If a line includes "BotFather", copy it out of the entries.

Stored data:
=-=-=
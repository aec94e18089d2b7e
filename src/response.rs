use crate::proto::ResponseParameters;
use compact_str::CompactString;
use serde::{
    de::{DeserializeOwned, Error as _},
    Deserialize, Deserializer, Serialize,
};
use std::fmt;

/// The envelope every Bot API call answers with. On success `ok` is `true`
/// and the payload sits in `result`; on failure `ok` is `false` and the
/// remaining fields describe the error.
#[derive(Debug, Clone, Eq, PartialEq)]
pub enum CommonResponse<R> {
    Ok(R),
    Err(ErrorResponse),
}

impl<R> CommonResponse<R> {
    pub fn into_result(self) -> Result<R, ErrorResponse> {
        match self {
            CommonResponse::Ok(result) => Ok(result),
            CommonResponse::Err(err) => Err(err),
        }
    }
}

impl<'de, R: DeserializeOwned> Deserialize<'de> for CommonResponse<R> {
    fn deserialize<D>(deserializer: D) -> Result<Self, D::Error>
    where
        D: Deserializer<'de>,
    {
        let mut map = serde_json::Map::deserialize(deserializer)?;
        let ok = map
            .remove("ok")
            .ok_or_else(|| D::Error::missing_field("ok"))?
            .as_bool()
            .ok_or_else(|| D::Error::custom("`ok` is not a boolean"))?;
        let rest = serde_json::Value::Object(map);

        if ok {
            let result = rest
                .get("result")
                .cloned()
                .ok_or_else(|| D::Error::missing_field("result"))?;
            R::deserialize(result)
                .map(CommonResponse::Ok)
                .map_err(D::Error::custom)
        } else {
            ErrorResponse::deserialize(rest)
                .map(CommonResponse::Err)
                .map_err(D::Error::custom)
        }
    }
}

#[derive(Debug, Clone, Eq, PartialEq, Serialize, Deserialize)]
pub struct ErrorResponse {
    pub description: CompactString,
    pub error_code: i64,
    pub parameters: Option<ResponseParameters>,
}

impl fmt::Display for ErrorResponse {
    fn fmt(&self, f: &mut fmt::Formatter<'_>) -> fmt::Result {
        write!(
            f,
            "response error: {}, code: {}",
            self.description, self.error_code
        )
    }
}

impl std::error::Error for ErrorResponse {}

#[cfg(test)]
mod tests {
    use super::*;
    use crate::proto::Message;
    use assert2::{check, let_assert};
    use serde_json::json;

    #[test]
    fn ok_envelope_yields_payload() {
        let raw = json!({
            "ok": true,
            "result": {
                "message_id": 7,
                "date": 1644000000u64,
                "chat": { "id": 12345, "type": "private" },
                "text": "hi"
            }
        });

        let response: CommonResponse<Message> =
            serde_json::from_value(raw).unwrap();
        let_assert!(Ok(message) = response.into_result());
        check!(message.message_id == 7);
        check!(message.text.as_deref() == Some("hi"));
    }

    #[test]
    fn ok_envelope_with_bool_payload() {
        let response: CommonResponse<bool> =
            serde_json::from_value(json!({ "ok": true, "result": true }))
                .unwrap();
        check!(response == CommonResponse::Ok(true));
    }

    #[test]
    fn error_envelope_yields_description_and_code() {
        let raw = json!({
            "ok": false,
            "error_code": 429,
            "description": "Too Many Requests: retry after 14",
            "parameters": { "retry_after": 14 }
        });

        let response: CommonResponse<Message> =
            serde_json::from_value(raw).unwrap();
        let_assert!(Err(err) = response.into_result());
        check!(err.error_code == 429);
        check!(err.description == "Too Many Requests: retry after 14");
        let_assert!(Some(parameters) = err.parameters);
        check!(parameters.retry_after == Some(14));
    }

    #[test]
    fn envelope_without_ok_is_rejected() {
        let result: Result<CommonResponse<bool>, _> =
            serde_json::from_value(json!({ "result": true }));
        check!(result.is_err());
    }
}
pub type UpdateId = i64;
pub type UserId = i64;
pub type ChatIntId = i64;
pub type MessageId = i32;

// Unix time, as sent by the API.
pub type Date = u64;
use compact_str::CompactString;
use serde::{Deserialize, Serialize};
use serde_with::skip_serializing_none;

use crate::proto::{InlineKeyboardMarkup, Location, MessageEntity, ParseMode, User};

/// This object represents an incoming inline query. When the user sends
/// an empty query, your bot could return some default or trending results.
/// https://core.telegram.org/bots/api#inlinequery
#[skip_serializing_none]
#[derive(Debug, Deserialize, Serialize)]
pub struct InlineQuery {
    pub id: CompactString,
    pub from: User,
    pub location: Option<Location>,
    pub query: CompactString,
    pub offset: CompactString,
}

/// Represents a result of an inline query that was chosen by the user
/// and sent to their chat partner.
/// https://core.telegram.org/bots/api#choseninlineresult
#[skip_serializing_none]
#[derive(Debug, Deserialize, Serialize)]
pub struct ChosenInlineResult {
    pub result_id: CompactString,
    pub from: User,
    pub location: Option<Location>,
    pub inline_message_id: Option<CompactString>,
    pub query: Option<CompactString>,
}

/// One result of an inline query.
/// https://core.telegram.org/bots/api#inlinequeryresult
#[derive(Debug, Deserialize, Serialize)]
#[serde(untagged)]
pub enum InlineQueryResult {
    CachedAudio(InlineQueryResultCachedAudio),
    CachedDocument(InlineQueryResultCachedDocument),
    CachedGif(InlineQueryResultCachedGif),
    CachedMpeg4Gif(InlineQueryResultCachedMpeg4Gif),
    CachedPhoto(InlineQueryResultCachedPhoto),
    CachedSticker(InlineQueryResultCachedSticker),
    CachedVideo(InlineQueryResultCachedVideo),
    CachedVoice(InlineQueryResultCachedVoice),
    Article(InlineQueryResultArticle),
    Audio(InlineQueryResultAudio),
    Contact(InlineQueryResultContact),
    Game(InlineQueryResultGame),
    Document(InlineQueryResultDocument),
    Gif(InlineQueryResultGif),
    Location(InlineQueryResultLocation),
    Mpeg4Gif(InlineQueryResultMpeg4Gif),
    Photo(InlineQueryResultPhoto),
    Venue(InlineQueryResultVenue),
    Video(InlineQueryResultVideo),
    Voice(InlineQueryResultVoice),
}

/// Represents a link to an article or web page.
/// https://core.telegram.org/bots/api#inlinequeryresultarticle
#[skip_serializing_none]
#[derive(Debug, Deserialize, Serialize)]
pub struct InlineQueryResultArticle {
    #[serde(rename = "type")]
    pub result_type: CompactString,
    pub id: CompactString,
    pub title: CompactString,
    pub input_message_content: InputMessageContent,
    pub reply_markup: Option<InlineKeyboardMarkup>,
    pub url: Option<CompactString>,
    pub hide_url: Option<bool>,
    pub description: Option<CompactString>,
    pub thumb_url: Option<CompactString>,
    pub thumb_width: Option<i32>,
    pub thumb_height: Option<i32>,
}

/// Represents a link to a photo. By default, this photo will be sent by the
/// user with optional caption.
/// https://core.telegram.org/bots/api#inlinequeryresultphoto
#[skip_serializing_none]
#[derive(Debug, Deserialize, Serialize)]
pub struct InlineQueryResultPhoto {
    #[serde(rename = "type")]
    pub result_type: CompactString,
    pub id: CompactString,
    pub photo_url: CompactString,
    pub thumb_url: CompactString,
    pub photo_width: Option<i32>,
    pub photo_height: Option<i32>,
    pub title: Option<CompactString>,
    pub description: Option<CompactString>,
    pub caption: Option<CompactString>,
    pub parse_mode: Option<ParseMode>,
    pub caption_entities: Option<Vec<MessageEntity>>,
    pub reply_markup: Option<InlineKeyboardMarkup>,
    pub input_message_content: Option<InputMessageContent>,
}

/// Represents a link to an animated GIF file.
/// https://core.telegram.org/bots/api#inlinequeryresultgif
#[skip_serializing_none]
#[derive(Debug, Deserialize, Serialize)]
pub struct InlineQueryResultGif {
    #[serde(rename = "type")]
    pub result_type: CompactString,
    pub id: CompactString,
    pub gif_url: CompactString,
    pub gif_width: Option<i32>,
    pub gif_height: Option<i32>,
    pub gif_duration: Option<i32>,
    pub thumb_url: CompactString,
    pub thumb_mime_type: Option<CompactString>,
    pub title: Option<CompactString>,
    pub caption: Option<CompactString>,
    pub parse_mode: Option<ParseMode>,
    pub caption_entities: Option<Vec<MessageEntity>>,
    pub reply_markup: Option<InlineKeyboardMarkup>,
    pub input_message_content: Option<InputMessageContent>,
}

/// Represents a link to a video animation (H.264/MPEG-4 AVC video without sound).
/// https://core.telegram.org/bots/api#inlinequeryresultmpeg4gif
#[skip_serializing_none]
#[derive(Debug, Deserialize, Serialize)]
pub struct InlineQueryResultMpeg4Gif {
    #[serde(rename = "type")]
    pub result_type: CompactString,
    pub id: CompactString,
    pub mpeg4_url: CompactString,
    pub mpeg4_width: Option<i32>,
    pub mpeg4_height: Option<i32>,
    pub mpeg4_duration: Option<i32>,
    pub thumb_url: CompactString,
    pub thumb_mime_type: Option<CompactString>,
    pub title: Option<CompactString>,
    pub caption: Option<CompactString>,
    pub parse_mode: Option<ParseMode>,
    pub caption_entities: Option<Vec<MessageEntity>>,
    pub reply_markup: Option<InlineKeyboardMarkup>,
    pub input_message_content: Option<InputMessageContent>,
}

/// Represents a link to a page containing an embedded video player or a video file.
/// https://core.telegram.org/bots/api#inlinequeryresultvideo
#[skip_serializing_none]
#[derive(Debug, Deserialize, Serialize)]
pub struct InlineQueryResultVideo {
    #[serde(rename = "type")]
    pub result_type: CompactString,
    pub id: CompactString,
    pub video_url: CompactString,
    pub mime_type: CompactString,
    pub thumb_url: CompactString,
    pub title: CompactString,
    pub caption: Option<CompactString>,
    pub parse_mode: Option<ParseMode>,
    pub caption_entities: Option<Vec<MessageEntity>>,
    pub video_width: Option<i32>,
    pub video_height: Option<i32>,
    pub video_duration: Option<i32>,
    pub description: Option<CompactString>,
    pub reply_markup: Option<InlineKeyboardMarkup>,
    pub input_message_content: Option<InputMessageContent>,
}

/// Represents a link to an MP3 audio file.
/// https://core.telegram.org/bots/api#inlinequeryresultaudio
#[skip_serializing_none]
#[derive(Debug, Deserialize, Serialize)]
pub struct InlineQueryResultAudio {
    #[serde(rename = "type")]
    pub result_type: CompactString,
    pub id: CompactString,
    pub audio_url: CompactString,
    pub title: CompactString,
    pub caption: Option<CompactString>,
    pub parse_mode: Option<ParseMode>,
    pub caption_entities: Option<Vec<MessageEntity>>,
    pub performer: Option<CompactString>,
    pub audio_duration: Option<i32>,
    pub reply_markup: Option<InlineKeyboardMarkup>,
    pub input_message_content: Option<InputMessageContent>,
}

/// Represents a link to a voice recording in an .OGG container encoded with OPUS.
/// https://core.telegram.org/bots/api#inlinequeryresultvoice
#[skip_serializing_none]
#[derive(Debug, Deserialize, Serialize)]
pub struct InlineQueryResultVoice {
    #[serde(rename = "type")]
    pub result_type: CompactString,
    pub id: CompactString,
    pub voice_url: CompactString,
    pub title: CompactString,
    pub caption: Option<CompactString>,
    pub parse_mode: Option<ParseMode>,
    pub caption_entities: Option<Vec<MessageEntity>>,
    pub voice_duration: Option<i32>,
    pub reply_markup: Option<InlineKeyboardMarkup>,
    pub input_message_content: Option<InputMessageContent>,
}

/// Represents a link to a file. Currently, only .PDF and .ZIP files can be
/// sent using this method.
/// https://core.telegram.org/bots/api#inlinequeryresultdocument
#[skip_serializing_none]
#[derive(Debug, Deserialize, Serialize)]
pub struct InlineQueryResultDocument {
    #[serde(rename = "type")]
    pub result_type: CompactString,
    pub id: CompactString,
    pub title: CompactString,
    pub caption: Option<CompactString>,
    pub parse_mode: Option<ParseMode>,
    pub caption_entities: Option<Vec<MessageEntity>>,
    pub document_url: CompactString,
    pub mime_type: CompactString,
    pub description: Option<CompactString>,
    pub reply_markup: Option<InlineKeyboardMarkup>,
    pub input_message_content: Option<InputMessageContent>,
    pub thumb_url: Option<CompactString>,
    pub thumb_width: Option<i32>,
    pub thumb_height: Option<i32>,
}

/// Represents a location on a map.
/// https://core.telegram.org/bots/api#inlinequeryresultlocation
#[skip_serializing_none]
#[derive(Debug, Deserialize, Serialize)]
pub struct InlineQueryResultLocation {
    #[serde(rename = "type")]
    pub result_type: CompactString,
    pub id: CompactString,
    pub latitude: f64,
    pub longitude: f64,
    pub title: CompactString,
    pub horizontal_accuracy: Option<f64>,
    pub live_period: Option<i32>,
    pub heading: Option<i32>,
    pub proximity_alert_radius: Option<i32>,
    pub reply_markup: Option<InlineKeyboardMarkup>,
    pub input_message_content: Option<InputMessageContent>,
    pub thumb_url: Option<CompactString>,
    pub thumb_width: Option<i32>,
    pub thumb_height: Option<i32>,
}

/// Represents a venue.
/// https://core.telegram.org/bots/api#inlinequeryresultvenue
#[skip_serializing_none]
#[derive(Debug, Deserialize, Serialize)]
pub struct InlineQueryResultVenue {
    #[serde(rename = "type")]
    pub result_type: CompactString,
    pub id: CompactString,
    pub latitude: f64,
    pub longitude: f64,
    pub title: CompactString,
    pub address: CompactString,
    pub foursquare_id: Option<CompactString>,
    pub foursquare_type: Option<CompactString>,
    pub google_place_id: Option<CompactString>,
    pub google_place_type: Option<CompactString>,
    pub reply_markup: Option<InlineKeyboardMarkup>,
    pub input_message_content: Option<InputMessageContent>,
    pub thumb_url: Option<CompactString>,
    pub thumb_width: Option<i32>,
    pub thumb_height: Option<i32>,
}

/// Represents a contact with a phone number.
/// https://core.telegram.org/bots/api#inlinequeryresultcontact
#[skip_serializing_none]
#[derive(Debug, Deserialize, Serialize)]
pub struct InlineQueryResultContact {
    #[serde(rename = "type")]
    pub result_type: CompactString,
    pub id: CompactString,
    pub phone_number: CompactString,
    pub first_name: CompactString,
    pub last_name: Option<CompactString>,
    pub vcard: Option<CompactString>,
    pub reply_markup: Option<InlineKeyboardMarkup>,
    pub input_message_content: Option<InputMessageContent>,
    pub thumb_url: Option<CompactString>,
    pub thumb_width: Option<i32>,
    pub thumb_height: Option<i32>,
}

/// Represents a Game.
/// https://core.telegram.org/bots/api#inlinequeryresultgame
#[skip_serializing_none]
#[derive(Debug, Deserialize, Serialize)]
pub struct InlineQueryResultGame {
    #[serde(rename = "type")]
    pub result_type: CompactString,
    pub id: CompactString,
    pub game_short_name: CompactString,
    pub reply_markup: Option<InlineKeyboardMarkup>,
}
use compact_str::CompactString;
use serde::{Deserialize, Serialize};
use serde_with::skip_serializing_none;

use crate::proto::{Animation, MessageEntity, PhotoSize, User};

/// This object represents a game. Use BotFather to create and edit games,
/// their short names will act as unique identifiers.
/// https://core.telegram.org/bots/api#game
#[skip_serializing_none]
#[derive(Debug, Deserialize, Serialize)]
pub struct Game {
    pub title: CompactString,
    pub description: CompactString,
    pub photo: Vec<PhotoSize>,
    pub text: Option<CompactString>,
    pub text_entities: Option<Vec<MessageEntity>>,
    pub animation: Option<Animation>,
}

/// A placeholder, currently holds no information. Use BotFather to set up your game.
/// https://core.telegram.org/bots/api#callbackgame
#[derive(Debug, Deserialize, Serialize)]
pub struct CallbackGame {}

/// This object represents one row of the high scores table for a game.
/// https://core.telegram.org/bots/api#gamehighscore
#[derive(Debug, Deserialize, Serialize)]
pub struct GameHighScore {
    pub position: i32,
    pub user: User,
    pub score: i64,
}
=-=-=
* **TASK OUTPUT**:
/// This object represents a game. Use BotFather to create and edit games,
/// A placeholder, currently holds no information. Use BotFather to set up your game.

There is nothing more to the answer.